Garantie de rémunération de certains représentants élus et syndicaux : les précisions de la Cour de cassation !
1 février 2024
La loi n°2015-994 du 17 août 2015 relative au dialogue social et à l’emploi, dite «Loi Rebsamen», a institué, au profit de certains représentants du personnel ou syndicaux – dont le nombre d’heures de délégation sur l’année dépasse 30% de la durée du travail fixée dans leur contrat de travail ou, à défaut, de la durée applicable dans l’établissement – une garantie d’évolution de rémunération, sur le modèle de celle qui a été instituée pour les salariées revenant de congé maternité.
Cette mesure vise, selon l’exposé des motifs de la loi, à lutter contre la pénalisation des représentants du personnel et syndicaux en matière de rémunération du fait des conséquences financières de l’exercice du mandat sur leur carrière et à valoriser leur parcours professionnel.
Du point de vue des modalités de mise en œuvre de cette garantie d’évolution de la rémunération, il ressort des termes de l’article L.2141-5-1 du Code du travail que :
⇒ C’est à l’accord collectif de branche ou d’entreprise qu’il appartient de déterminer les garanties d’évolution de la rémunération de ces salariés, dans des conditions au moins aussi favorables que celles qui s’appliquent à défaut d’accord ;
⇒ A défaut d’accord, ces salariés doivent bénéficier d’une évolution de rémunération au moins égale, sur l’ensemble de la durée de leur mandat :
-
- aux augmentations générales et à la moyenne des augmentations individuelles perçues pendant cette période par les salariés relevant de la même catégorie professionnelle et dont l’ancienneté est comparable ;
-
- ou, à défaut de tels salariés, aux augmentations générales et à la moyenne des augmentations individuelles perçues dans l’entreprise.
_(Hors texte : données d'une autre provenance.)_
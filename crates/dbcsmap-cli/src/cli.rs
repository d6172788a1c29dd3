use std::path::PathBuf;

use clap::Parser;

/// Compile a double-byte charset mapping table into its binary lookup form.
#[derive(Debug, Parser)]
#[command(name = "dbcsmap", about, version)]
pub struct Cli {
    /// Mapping table to read (`0x<bytes> U+<code point> # comment` lines)
    #[arg(value_name = "INPUT")]
    pub input: PathBuf,

    /// Binary table to write; replaced atomically on success
    #[arg(value_name = "OUTPUT")]
    pub output: PathBuf,
}

#[cfg(test)]
mod tests {
    use super::*;
    use clap::CommandFactory;

    #[test]
    fn cli_definition_is_valid() {
        Cli::command().debug_assert();
    }

    #[test]
    fn parses_two_positionals() {
        let cli = Cli::try_parse_from(["dbcsmap", "jis0213.map", "jis0213.dat"]).unwrap();
        assert_eq!(cli.input, PathBuf::from("jis0213.map"));
        assert_eq!(cli.output, PathBuf::from("jis0213.dat"));
    }

    #[test]
    fn rejects_missing_output() {
        assert!(Cli::try_parse_from(["dbcsmap", "jis0213.map"]).is_err());
    }

    #[test]
    fn rejects_extra_positional() {
        assert!(Cli::try_parse_from(["dbcsmap", "a", "b", "c"]).is_err());
    }
}
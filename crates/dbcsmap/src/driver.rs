//! End-to-end table generation: parse → classify → encode → verify → write.

use std::fs::File;
use std::io::{BufRead, BufReader, Write};
use std::path::Path;

use tracing::{debug, info, warn};

use crate::encoder::encode;
use crate::error::{MapError, Result};
use crate::mapping::UNMAPPABLE;
use crate::options::{Band, DbcsLayout, GenerateOptions, MalformedPolicy};
use crate::parser::MappingParser;
use crate::reader::TableImage;
use crate::tables::{ClassifyStats, Classifier, MappingTables};

/// What a generation run produced.
#[derive(Debug, Clone, Copy, Default, PartialEq, Eq)]
pub struct GenerateSummary {
    /// Per-destination record counts.
    pub stats: ClassifyStats,
    /// Malformed lines skipped under [`MalformedPolicy::Skip`].
    pub skipped_lines: usize,
    /// Size of the emitted blob, header included.
    pub bytes: usize,
}

/// Compile a mapping table from `reader` into a blob, without touching the
/// filesystem.
///
/// # Errors
///
/// Any parse, classification, layout, overflow or I/O error from the
/// pipeline. Malformed lines are errors unless `options.malformed` is
/// [`MalformedPolicy::Skip`].
pub fn compile<R: BufRead>(
    reader: R,
    options: &GenerateOptions,
) -> Result<(Vec<u8>, GenerateSummary)> {
    options.layout.validate()?;

    let mut classifier = Classifier::new(options);
    let mut skipped_lines = 0;
    for item in MappingParser::new(reader) {
        match item {
            Ok(entry) => {
                classifier.push(entry)?;
            }
            Err(MapError::MalformedRecord {
                line,
                content,
                reason,
            }) if options.malformed == MalformedPolicy::Skip => {
                warn!(line, reason, content = %content, "skipping malformed mapping record");
                skipped_lines += 1;
            }
            Err(e) => return Err(e),
        }
    }

    let stats = classifier.stats();
    let tables = classifier.finish();
    let blob = encode(&tables, &options.layout)?;
    verify(&blob, &tables, &options.layout)?;

    let summary = GenerateSummary {
        stats,
        skipped_lines,
        bytes: blob.len(),
    };
    debug!(?summary, "compiled mapping table");
    Ok((blob, summary))
}

/// Re-read an encoded blob and check it agrees slot for slot with the tables
/// it came from.
fn verify(blob: &[u8], tables: &MappingTables, layout: &DbcsLayout) -> Result<()> {
    let image = TableImage::parse(blob)?;
    if image.layout() != *layout {
        return Err(mismatch("double-byte band ranges"));
    }
    if (0..=u8::MAX).any(|high| image.index_contains(high) != tables.index.contains(high)) {
        return Err(mismatch("INDEXC2B"));
    }
    for byte in 0..=u8::MAX {
        if image.dense(u16::from(byte)) != mapped(tables.single.get(byte)) {
            return Err(mismatch(&format!("SINGLEBYTE slot {byte:#04X}")));
        }
    }
    for band in [Band::First, Band::Second] {
        let lead = layout.lead(band);
        for b1 in lead.low..=lead.high {
            for b2 in layout.trail.low..=layout.trail.high {
                let byte_seq = u16::from_be_bytes([b1, b2]);
                if image.dense(byte_seq) != mapped(tables.double.get(byte_seq)) {
                    return Err(mismatch(&format!("double-byte slot {byte_seq:#06X}")));
                }
            }
        }
    }
    let supplement = tables.supplement.iter().map(|e| (e.byte_seq, e.primary));
    if !image.supplement().iter().copied().eq(supplement) {
        return Err(mismatch("SUPPLEMENT"));
    }
    let composite = tables
        .composite
        .iter()
        .map(|e| (e.byte_seq, e.primary, e.secondary));
    if !image
        .composite()
        .iter()
        .map(|&(b, p, s)| (b, p, Some(s)))
        .eq(composite)
    {
        return Err(mismatch("COMPOSITE"));
    }
    Ok(())
}

fn mapped(value: u32) -> Option<u32> {
    (value != UNMAPPABLE).then_some(value)
}

fn mismatch(what: &str) -> MapError {
    MapError::InvalidTable(format!("encoded {what} does not match the classified tables"))
}

/// Compile the table at `input` and write the blob to `output`.
///
/// The blob is written to a temporary file next to `output` and moved into
/// place only once everything succeeded; on error no output file is created
/// and an existing `output` is left untouched.
///
/// # Errors
///
/// See [`compile`]; additionally [`MapError::Io`] if `input` cannot be read
/// or `output` cannot be written.
pub fn generate(input: &Path, output: &Path, options: &GenerateOptions) -> Result<GenerateSummary> {
    let file = File::open(input)?;
    let (blob, summary) = compile(BufReader::new(file), options)?;
    write_atomically(output, &blob)?;

    info!(
        input = %input.display(),
        output = %output.display(),
        single_byte = summary.stats.single_byte,
        double_byte = summary.stats.double_byte,
        supplement = summary.stats.supplement,
        composite = summary.stats.composite,
        ignored = summary.stats.ignored,
        skipped = summary.skipped_lines,
        bytes = summary.bytes,
        "wrote mapping table"
    );
    Ok(summary)
}

fn write_atomically(output: &Path, bytes: &[u8]) -> Result<()> {
    let dir = match output.parent() {
        Some(parent) if !parent.as_os_str().is_empty() => parent,
        _ => Path::new("."),
    };
    let mut tmp = tempfile::Builder::new()
        .prefix(".dbcsmap-")
        .suffix(".tmp")
        .tempfile_in(dir)?;
    tmp.write_all(bytes)?;
    tmp.as_file().sync_all()?;
    tmp.persist(output).map_err(|e| MapError::Io(e.error))?;
    Ok(())
}

#[cfg(test)]
mod tests {
    use super::*;
    use crate::options::OutOfBandPolicy;
    use crate::reader::Lookup;

    const SAMPLE: &str = "\
# sample
0x5C U+A5 # YEN SIGN
0x8140 U+3000 # IDEOGRAPHIC SPACE
0x829F U+3042+3099 # composed kana
0xFA5C U+20B9F # supplementary ideograph
";

    // --- compile ---

    #[test]
    fn compile_produces_a_readable_blob() {
        let (blob, summary) = compile(SAMPLE.as_bytes(), &GenerateOptions::default()).unwrap();
        assert_eq!(summary.bytes, blob.len());
        assert_eq!(summary.stats.total(), 4);
        let image = TableImage::parse(&blob).unwrap();
        assert_eq!(image.lookup(0x5C), Lookup::Single(0xA5));
        assert_eq!(image.lookup(0x829F), Lookup::Pair(0x3042, 0x3099));
    }

    #[test]
    fn malformed_line_aborts_by_default() {
        let input = "0x8140 U+3000 # ok\n0x8141 U+3001\n";
        let err = compile(input.as_bytes(), &GenerateOptions::default()).unwrap_err();
        assert!(matches!(err, MapError::MalformedRecord { line: 2, .. }));
    }

    #[test]
    fn malformed_line_is_counted_when_skipping() {
        let input = "0x8140 U+3000 # ok\ngarbage\n0x8141 U+3001 # ok\n";
        let opts = GenerateOptions {
            malformed: MalformedPolicy::Skip,
            ..GenerateOptions::default()
        };
        let (blob, summary) = compile(input.as_bytes(), &opts).unwrap();
        assert_eq!(summary.skipped_lines, 1);
        assert_eq!(summary.stats.double_byte, 2);
        let image = TableImage::parse(&blob).unwrap();
        assert_eq!(image.lookup(0x8141), Lookup::Single(0x3001));
    }

    #[test]
    fn out_of_band_rejection_propagates() {
        let opts = GenerateOptions {
            out_of_band: OutOfBandPolicy::Reject,
            ..GenerateOptions::default()
        };
        let err = compile("0xA040 U+3000 # x\n".as_bytes(), &opts).unwrap_err();
        assert!(matches!(err, MapError::OutOfBand { line: 1, .. }));
    }

    // --- verify ---

    fn sample_tables() -> (Vec<u8>, MappingTables) {
        let mut classifier = Classifier::new(&GenerateOptions::default());
        for item in MappingParser::new(SAMPLE.as_bytes()) {
            classifier.push(item.unwrap()).unwrap();
        }
        let tables = classifier.finish();
        let blob = encode(&tables, &DbcsLayout::SHIFT_JIS).unwrap();
        (blob, tables)
    }

    #[test]
    fn verify_accepts_faithful_blob() {
        let (blob, tables) = sample_tables();
        verify(&blob, &tables, &DbcsLayout::SHIFT_JIS).unwrap();
    }

    #[test]
    fn verify_rejects_flipped_single_byte_value() {
        let (mut blob, tables) = sample_tables();
        // Low byte of SINGLEBYTE slot 0x41: header, INDEXC2B, SINGLEBYTE tag and count.
        let at = crate::encoder::HEADER_SIZE + (4 + 256) + 4 + 0x41 * 4 + 3;
        blob[at] ^= 0x01;
        let err = verify(&blob, &tables, &DbcsLayout::SHIFT_JIS).unwrap_err();
        assert!(matches!(err, MapError::InvalidTable(ref msg) if msg.contains("SINGLEBYTE")));
    }

    #[test]
    fn verify_rejects_differing_double_byte_value() {
        let (blob, mut tables) = sample_tables();
        tables.double.set(0x8140, 0x3001);
        let err = verify(&blob, &tables, &DbcsLayout::SHIFT_JIS).unwrap_err();
        assert!(matches!(err, MapError::InvalidTable(ref msg) if msg.contains("0x8140")));
    }

    #[test]
    fn verify_rejects_differing_list_contents() {
        let (blob, mut tables) = sample_tables();
        tables.composite[0].secondary = Some(0x309A);
        let err = verify(&blob, &tables, &DbcsLayout::SHIFT_JIS).unwrap_err();
        assert!(matches!(err, MapError::InvalidTable(ref msg) if msg.contains("COMPOSITE")));
    }

    // --- generate ---

    #[test]
    fn generate_writes_output_and_leaves_no_temp_files() {
        let dir = tempfile::tempdir().unwrap();
        let input = dir.path().join("sjis0213.map");
        let output = dir.path().join("sjis0213.dat");
        std::fs::write(&input, SAMPLE).unwrap();

        let summary = generate(&input, &output, &GenerateOptions::default()).unwrap();

        let written = std::fs::read(&output).unwrap();
        assert_eq!(written.len(), summary.bytes);
        let names: Vec<_> = std::fs::read_dir(dir.path())
            .unwrap()
            .map(|e| e.unwrap().file_name())
            .collect();
        assert_eq!(names.len(), 2);
    }

    #[test]
    fn failed_generate_keeps_existing_output() {
        let dir = tempfile::tempdir().unwrap();
        let input = dir.path().join("bad.map");
        let output = dir.path().join("table.dat");
        std::fs::write(&input, "0x8140 oops\n").unwrap();
        std::fs::write(&output, b"previous").unwrap();

        assert!(generate(&input, &output, &GenerateOptions::default()).is_err());
        assert_eq!(std::fs::read(&output).unwrap(), b"previous");
    }

    #[test]
    fn missing_input_is_an_io_error() {
        let dir = tempfile::tempdir().unwrap();
        let err = generate(
            &dir.path().join("absent.map"),
            &dir.path().join("out.dat"),
            &GenerateOptions::default(),
        )
        .unwrap_err();
        assert!(matches!(err, MapError::Io(_)));
        assert!(!dir.path().join("out.dat").exists());
    }
}
//! Mapping records and the shared unmappable sentinel.

/// Sentinel stored in dense table slots that have no mapping.
///
/// Lies outside the Unicode range and outside anything the six-digit `U+`
/// syntax can express, so it never collides with a real code point. Every
/// reader and writer of the single- and double-byte tables uses this constant.
pub const UNMAPPABLE: u32 = 0xFFFF_FFFF;

/// Largest code point that still fits the dense (BMP) tables.
pub const MAX_DENSE_CODE_POINT: u32 = 0xFFFF;

/// One `byte sequence ↔ code point(s)` correspondence from the source table.
#[derive(Debug, Clone, Copy, PartialEq, Eq)]
pub struct MappingEntry {
    /// 1-based line number in the source table (provenance only).
    pub line: usize,
    /// The byte sequence: one byte (`0x00..=0xFF`) or a big-endian pair.
    pub byte_seq: u16,
    /// The (first) code point the sequence decodes to.
    pub primary: u32,
    /// Second code point for composite (two-code-point) mappings.
    pub secondary: Option<u32>,
}

/// Which logical table a record belongs to.
#[derive(Debug, Clone, Copy, PartialEq, Eq)]
pub enum EntryKind {
    /// Fits the dense single- or double-byte tables.
    Dense,
    /// Primary code point beyond the BMP.
    Supplement,
    /// Decodes to a two-code-point sequence.
    Composite,
}

impl MappingEntry {
    /// A simple one-code-point mapping.
    pub fn new(byte_seq: u16, primary: u32) -> Self {
        Self {
            line: 0,
            byte_seq,
            primary,
            secondary: None,
        }
    }

    /// A composite mapping decoding to `primary` followed by `secondary`.
    pub fn composite(byte_seq: u16, primary: u32, secondary: u32) -> Self {
        Self {
            line: 0,
            byte_seq,
            primary,
            secondary: Some(secondary),
        }
    }

    /// Attach the source line number.
    pub fn at_line(mut self, line: usize) -> Self {
        self.line = line;
        self
    }

    /// Whether the byte sequence is a single byte.
    pub fn is_single_byte(&self) -> bool {
        self.byte_seq <= 0xFF
    }

    /// Classify this record.
    ///
    /// A secondary code point makes the record composite regardless of the
    /// primary's magnitude; otherwise anything above the BMP is a supplement.
    pub fn kind(&self) -> EntryKind {
        if self.secondary.is_some() {
            EntryKind::Composite
        } else if self.primary > MAX_DENSE_CODE_POINT {
            EntryKind::Supplement
        } else {
            EntryKind::Dense
        }
    }
}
C’est précisément sur les modalités d’application de cette garantie, en l’absence d’accord collectif, que s’est prononcée, pour la première fois, la Cour de cassation par une décision en date du 20 décembre 2023 (n°22-11.676).
Faits d’espèce
Dans cette affaire, un salarié, titulaire de plusieurs mandats syndicaux et électifs et cumulant un crédit d’heures supérieur au tiers de la durée totale de son temps de travail, avait bénéficié d’une évolution de sa rémunération calculée, à la fin de son mandat, au regard d’une moyenne des points attribués, par comparaison, à un panel de salariés pendant la durée du mandat.
Estimant que cette pratique était constitutive d’une discrimination syndicale, un syndicat exerçant l’action par substitution, à la place du salarié, avait saisi la juridiction prud’homale pour obtenir la condamnation de l’employeur au paiement d’un rappel de salaire sur la base de 14 points de compétence à allouer au salarié, ainsi que des dommages-intérêts.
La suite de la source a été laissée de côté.